WORK ITEM |
For each line of the listing that includes the word "patterns", show the whole line.
*** Opening DATASET ***
use std::fmt::{Display, Formatter, Result as FmtResult};
use std::ops::Deref;
use std::str::FromStr;
use std::sync::LazyLock;

use super::bit_matrix::BitMatrix;
use super::error::{BarcodeError, BarcodeResult};
use super::mask::MaskPattern;

// Error correction level
//------------------------------------------------------------------------------

#[derive(Debug, Clone, Copy, PartialEq, Eq, Hash, PartialOrd, Ord)]
pub enum ECLevel {
    L = 0,
    M = 1,
    Q = 2,
    H = 3,
}

impl ECLevel {
    pub const ALL: [ECLevel; 4] = [Self::L, Self::M, Self::Q, Self::H];

    /// Two bit indicator stored in the format information
    pub fn format_bits(self) -> u32 {
        match self {
            Self::L => 0b01,
            Self::M => 0b00,
            Self::Q => 0b11,
            Self::H => 0b10,
        }
    }

    pub fn from_format_bits(bits: u32) -> BarcodeResult<Self> {
        match bits {
            0b01 => Ok(Self::L),
            0b00 => Ok(Self::M),
            0b11 => Ok(Self::Q),
            0b10 => Ok(Self::H),
            _ => Err(BarcodeError::Format),
        }
    }
}

impl Display for ECLevel {
    fn fmt(&self, f: &mut Formatter<'_>) -> FmtResult {
        let s = match self {
            Self::L => "L",
            Self::M => "M",
            Self::Q => "Q",
            Self::H => "H",
        };
        f.write_str(s)
    }
}

impl FromStr for ECLevel {
    type Err = BarcodeError;

    fn from_str(s: &str) -> Result<Self, Self::Err> {
        match s.trim().to_ascii_uppercase().as_str() {
            "L" | "7" | "7%" => Ok(Self::L),
            "M" | "15" | "15%" => Ok(Self::M),
            "Q" | "25" | "25%" => Ok(Self::Q),
            "H" | "30" | "30%" => Ok(Self::H),
            _ => Err(BarcodeError::illegal(format!("Invalid error correction level: {s}"))),
        }
    }
}

// Version
//------------------------------------------------------------------------------

#[derive(Debug, Clone, Copy, PartialEq, Eq, Hash, PartialOrd, Ord)]
pub struct Version(usize);

impl Deref for Version {
    type Target = usize;
    fn deref(&self) -> &Self::Target {
        &self.0
    }
}

impl Display for Version {
    fn fmt(&self, f: &mut Formatter<'_>) -> FmtResult {
        write!(f, "{}", self.0)
    }
}

impl Version {
    pub const MIN: Version = Version(1);
    pub const MAX: Version = Version(40);

    pub fn new(number: usize) -> BarcodeResult<Self> {
        if !(1..=40).contains(&number) {
            return Err(BarcodeError::illegal(format!("Invalid version: {number}")));
        }
        Ok(Self(number))
    }

    pub fn all() -> impl Iterator<Item = Version> {
        (1..=40).map(Version)
    }

    pub const fn width(self) -> usize {
        self.0 * 4 + 17
    }

    pub fn alignment_pattern(self) -> &'static [usize] {
        &ALIGNMENT_PATTERN_POSITIONS[self.0]
    }

    /// Number of modules left for codewords once every function pattern and the
    /// format and version areas are excluded
    pub const fn raw_modules(self) -> usize {
        let v = self.0;
        let mut res = (16 * v + 128) * v + 64;
        if v >= 2 {
            let n = v / 7 + 2;
            res -= (25 * n - 10) * n - 55;
            if v >= 7 {
                res -= 36;
            }
        }
        res
    }

    pub const fn total_codewords(self) -> usize {
        self.raw_modules() >> 3
    }

    pub const fn remainder_bits(self) -> usize {
        self.raw_modules() & 7
    }

    pub fn ecc_per_block(self, ec_level: ECLevel) -> usize {
        ECC_CODEWORDS_PER_BLOCK[ec_level as usize][self.0]
    }

    pub fn num_blocks(self, ec_level: ECLevel) -> usize {
        NUM_ERROR_CORRECTION_BLOCKS[ec_level as usize][self.0]
    }

    pub fn total_ecc(self, ec_level: ECLevel) -> usize {
        self.ecc_per_block(ec_level) * self.num_blocks(ec_level)
    }

    pub fn data_codewords(self, ec_level: ECLevel) -> usize {
        self.total_codewords() - self.total_ecc(ec_level)
    }

    pub fn data_bit_capacity(self, ec_level: ECLevel) -> usize {
        self.data_codewords(ec_level) << 3
    }

    /// Data codewords per block as (short size, short count, long size, long count).
    /// Long blocks carry one extra data codeword and always follow the short ones.
    pub fn data_codewords_per_block(self, ec_level: ECLevel) -> (usize, usize, usize, usize) {
        let total = self.total_codewords();
        let blocks = self.num_blocks(ec_level);
        let ecc = self.ecc_per_block(ec_level);
        let short_len = total / blocks;
        let short_count = blocks - total % blocks;
        let short_size = short_len - ecc;
        let long_count = blocks - short_count;
        let long_size = if long_count > 0 { short_size + 1 } else { 0 };
        (short_size, short_count, long_size, long_count)
    }

    /// 18 bit version information word, only drawn for versions 7 and above
    pub fn info(self) -> u32 {
        let v = self.0 as u32;
        (v << 12) | bch_remainder(v, VERSION_GENERATOR)
    }

    /// Version implied by the module count of a sampled symbol
    pub fn provisional_for_dimension(dimension: usize) -> BarcodeResult<Self> {
        if dimension % 4 != 1 || dimension < 21 {
            return Err(BarcodeError::Format);
        }
        Self::new((dimension - 17) / 4).map_err(|_| BarcodeError::Format)
    }

    /// Best match for a read version information word, tolerating up to 3 bit errors
    pub fn decode_version_information(bits: u32) -> BarcodeResult<Self> {
        let (version, info) = Version::all()
            .skip(6)
            .map(|v| (v, v.info()))
            .min_by_key(|(_, info)| (bits ^ info).count_ones())
            .ok_or(BarcodeError::Format)?;
        if (bits ^ info).count_ones() <= VERSION_ERROR_CAPACITY {
            Ok(version)
        } else {
            Err(BarcodeError::Format)
        }
    }

    /// Marks every module that does not carry codewords
    pub fn build_function_pattern(self) -> BarcodeResult<BitMatrix> {
        let w = self.width();
        let mut bits = BitMatrix::square(w)?;

        // Finder patterns with separators and format areas
        bits.set_region(0, 0, 9, 9)?;
        bits.set_region(w - 8, 0, 8, 9)?;
        bits.set_region(0, w - 8, 9, 8)?;

        let poses = self.alignment_pattern();
        let last = poses.len().saturating_sub(1);
        for (i, &r) in poses.iter().enumerate() {
            for (j, &c) in poses.iter().enumerate() {
                if (i == 0 && (j == 0 || j == last)) || (i == last && j == 0) {
                    continue;
                }
                bits.set_region(c - 2, r - 2, 5, 5)?;
            }
        }

        // Timing patterns
        bits.set_region(6, 9, 1, w - 17)?;
        bits.set_region(9, 6, w - 17, 1)?;

        if self.0 > 6 {
            bits.set_region(w - 11, 0, 3, 6)?;
            bits.set_region(0, w - 11, 6, 3)?;
        }
        Ok(bits)
    }
}

fn bch_remainder(value: u32, generator: u32) -> u32 {
    let gen_len = 32 - generator.leading_zeros();
    let mut rem = value << (gen_len - 1);
    while 32 - rem.leading_zeros() >= gen_len {
        rem ^= generator << (32 - rem.leading_zeros() - gen_len);
    }
    rem
}


// Format information
//------------------------------------------------------------------------------

#[derive(Debug, Clone, Copy, PartialEq, Eq)]
pub struct FormatInfo {
    pub ec_level: ECLevel,
    pub mask: MaskPattern,
}

impl FormatInfo {
    pub fn new(ec_level: ECLevel, mask: MaskPattern) -> Self {
        Self { ec_level, mask }
    }

    /// 15 bit masked word as drawn in the symbol
    pub fn encode(self) -> u32 {
        let data = (self.ec_level.format_bits() << 3) | *self.mask as u32;
        ((data << 10) | bch_remainder(data, FORMAT_GENERATOR)) ^ FORMAT_MASK
    }

    fn from_data(data: u32) -> BarcodeResult<Self> {
        let ec_level = ECLevel::from_format_bits((data >> 3) & 0b11)?;
        Ok(Self { ec_level, mask: MaskPattern::new((data & 0b111) as u8)? })
    }

    /// Decodes the two read copies of the format information. Some writers forget
    /// to apply the format mask, so a failed match is retried on unmasked words.
    pub fn decode(masked_main: u32, masked_side: u32) -> Option<Self> {
        Self::do_decode(masked_main, masked_side).or_else(|| {
            Self::do_decode(masked_main ^ FORMAT_MASK, masked_side ^ FORMAT_MASK)
        })
    }

    fn do_decode(main: u32, side: u32) -> Option<Self> {
        let mut best_diff = u32::MAX;
        let mut best = None;
        for (data, &word) in FORMAT_INFOS_QR.iter().enumerate() {
            if word == main || word == side {
                return Self::from_data(data as u32).ok();
            }
            for read in [main, side] {
                let diff = (read ^ word).count_ones();
                if diff < best_diff {
                    best_diff = diff;
                    best = Some(data as u32);
                }
            }
        }
        if best_diff <= FORMAT_ERROR_CAPACITY {
            best.and_then(|d| Self::from_data(d).ok())
        } else {
            None
        }
    }
}

#[cfg(test)]
mod format_info_tests {
    use super::{ECLevel, FormatInfo};
    use crate::common::mask::MaskPattern;

    #[test]
    fn test_encode() {
        let fi = FormatInfo::new(ECLevel::M, MaskPattern::new(5).unwrap());
        assert_eq!(fi.encode(), 0x40CE);
        let fi = FormatInfo::new(ECLevel::L, MaskPattern::new(4).unwrap());
        assert_eq!(fi.encode(), 0x662F);
    }

    #[test]
    fn test_decode_all() {
        for ecl in ECLevel::ALL {
            for m in 0..8 {
                let fi = FormatInfo::new(ecl, MaskPattern::new(m).unwrap());
                let word = fi.encode();
                assert_eq!(FormatInfo::decode(word, word), Some(fi));
                assert_eq!(FormatInfo::decode(word ^ 0b101, 0), Some(fi));
                assert_eq!(FormatInfo::decode(0x7fff, word ^ 0b1_0000_0100_0001), Some(fi));
            }
        }
    }

    #[test]
    fn test_decode_too_many_errors() {
        let fi = FormatInfo::new(ECLevel::Q, MaskPattern::new(2).unwrap());
        let word = fi.encode();
        let bad = word ^ 0b1111;
        let res = FormatInfo::decode(bad, bad);
        assert_ne!(res, Some(fi));
    }
}

// Global constants
//------------------------------------------------------------------------------

pub const FORMAT_INFO_BIT_LEN: usize = 15;
pub const FORMAT_ERROR_CAPACITY: u32 = 3;
pub const FORMAT_MASK: u32 = 0x5412;
const FORMAT_GENERATOR: u32 = 0x537;

pub const VERSION_INFO_BIT_LEN: usize = 18;
pub const VERSION_ERROR_CAPACITY: u32 = 3;
const VERSION_GENERATOR: u32 = 0x1F25;

/// Masked format words indexed by their 5 data bits
pub static FORMAT_INFOS_QR: LazyLock<[u32; 32]> = LazyLock::new(|| {
    let mut res = [0; 32];
    for (data, word) in res.iter_mut().enumerate() {
        let data = data as u32;
        *word = ((data << 10) | bch_remainder(data, FORMAT_GENERATOR)) ^ FORMAT_MASK;
    }
    res
});

// Coordinates are (row, column) listed from the most significant bit. Negative values
// count from the far edge.
pub static FORMAT_INFO_COORDS_QR_MAIN: [(i16, i16); 15] = [
    (8, 0),
    (8, 1),
    (8, 2),
    (8, 3),
    (8, 4),
    (8, 5),
    (8, 7),
    (8, 8),
    (7, 8),
    (5, 8),
    (4, 8),
    (3, 8),
    (2, 8),
    (1, 8),
    (0, 8),
];

pub static FORMAT_INFO_COORDS_QR_SIDE: [(i16, i16); 15] = [
    (-1, 8),
    (-2, 8),
    (-3, 8),
    (-4, 8),
    (-5, 8),
    (-6, 8),
    (-7, 8),
    (8, -8),
    (8, -7),
    (8, -6),
    (8, -5),
    (8, -4),
    (8, -3),
    (8, -2),
    (8, -1),
];

pub static VERSION_INFO_COORDS_BL: [(i16, i16); 18] = [
    (-9, 5),
    (-10, 5),
    (-11, 5),
    (-9, 4),
    (-10, 4),
    (-11, 4),
    (-9, 3),
    (-10, 3),
    (-11, 3),
    (-9, 2),
    (-10, 2),
    (-11, 2),
    (-9, 1),
    (-10, 1),
    (-11, 1),
    (-9, 0),
    (-10, 0),
    (-11, 0),
];

pub static VERSION_INFO_COORDS_TR: [(i16, i16); 18] = [
    (5, -9),
    (5, -10),
    (5, -11),
    (4, -9),
    (4, -10),
    (4, -11),
    (3, -9),
    (3, -10),
    (3, -11),
    (2, -9),
    (2, -10),
    (2, -11),
    (1, -9),
    (1, -10),
    (1, -11),
    (0, -9),
    (0, -10),
    (0, -11),
];

static ALIGNMENT_PATTERN_POSITIONS: LazyLock<Vec<Vec<usize>>> = LazyLock::new(|| {
    let mut res = vec![Vec::new(); 41];
    for (v, poses) in res.iter_mut().enumerate().skip(2) {
        let n = v / 7 + 2;
        let step = (v * 8 + n * 3 + 5) / (n * 4 - 4) * 2;
        let size = v * 4 + 17;
        poses.push(6);
        poses.extend((0..n - 1).rev().map(|i| size - 7 - i * step));
    }
    res
});

static ECC_CODEWORDS_PER_BLOCK: [[usize; 41]; 4] = [
    [
        0, 7, 10, 15, 20, 26, 18, 20, 24, 30, 18, 20, 24, 26, 30, 22, 24, 28, 30, 28, 28, 28, 28,
        30, 30, 26, 28, 30, 30, 30, 30, 30, 30, 30, 30, 30, 30, 30, 30, 30, 30,
    ],
    [
        0, 10, 16, 26, 18, 24, 16, 18, 22, 22, 26, 30, 22, 22, 24, 24, 28, 28, 26, 26, 26, 26, 28,
        28, 28, 28, 28, 28, 28, 28, 28, 28, 28, 28, 28, 28, 28, 28, 28, 28, 28,
    ],
    [
        0, 13, 22, 18, 26, 18, 24, 18, 22, 20, 24, 28, 26, 24, 20, 30, 24, 28, 28, 26, 30, 28, 30,
        30, 30, 30, 28, 30, 30, 30, 30, 30, 30, 30, 30, 30, 30, 30, 30, 30, 30,
    ],
    [
        0, 17, 28, 22, 16, 22, 28, 26, 26, 24, 28, 24, 28, 22, 24, 24, 30, 28, 28, 26, 28, 30, 24,
        30, 30, 30, 30, 30, 30, 30, 30, 30, 30, 30, 30, 30, 30, 30, 30, 30, 30,
    ],
];

static NUM_ERROR_CORRECTION_BLOCKS: [[usize; 41]; 4] = [
    [
        0, 1, 1, 1, 1, 1, 2, 2, 2, 2, 4, 4, 4, 4, 4, 6, 6, 6, 6, 7, 8, 8, 9, 9, 10, 12, 12, 12, 13,
        14, 15, 16, 17, 18, 19, 19, 20, 21, 22, 24, 25,
    ],
    [
        0, 1, 1, 1, 2, 2, 4, 4, 4, 5, 5, 5, 8, 9, 9, 10, 10, 11, 13, 14, 16, 17, 17, 18, 20, 21,
        23, 25, 26, 28, 29, 31, 33, 35, 37, 38, 40, 43, 45, 47, 49,
    ],
    [
        0, 1, 1, 2, 2, 4, 4, 6, 6, 8, 8, 8, 10, 12, 16, 12, 17, 16, 18, 21, 20, 23, 23, 25, 27, 29,
        34, 34, 35, 38, 40, 43, 45, 48, 51, 53, 56, 59, 62, 65, 68,
    ],
    [
        0, 1, 1, 2, 4, 4, 4, 5, 6, 8, 8, 11, 11, 16, 16, 18, 16, 19, 21, 25, 25, 25, 34, 30, 32,
        35, 37, 40, 42, 45, 48, 51, 54, 57, 60, 63, 66, 70, 74, 77, 81,
    ],
];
*** Closing DATASET ***
ANSWER SECTION |
        // Finder patterns with separators and format areas
        // Timing patterns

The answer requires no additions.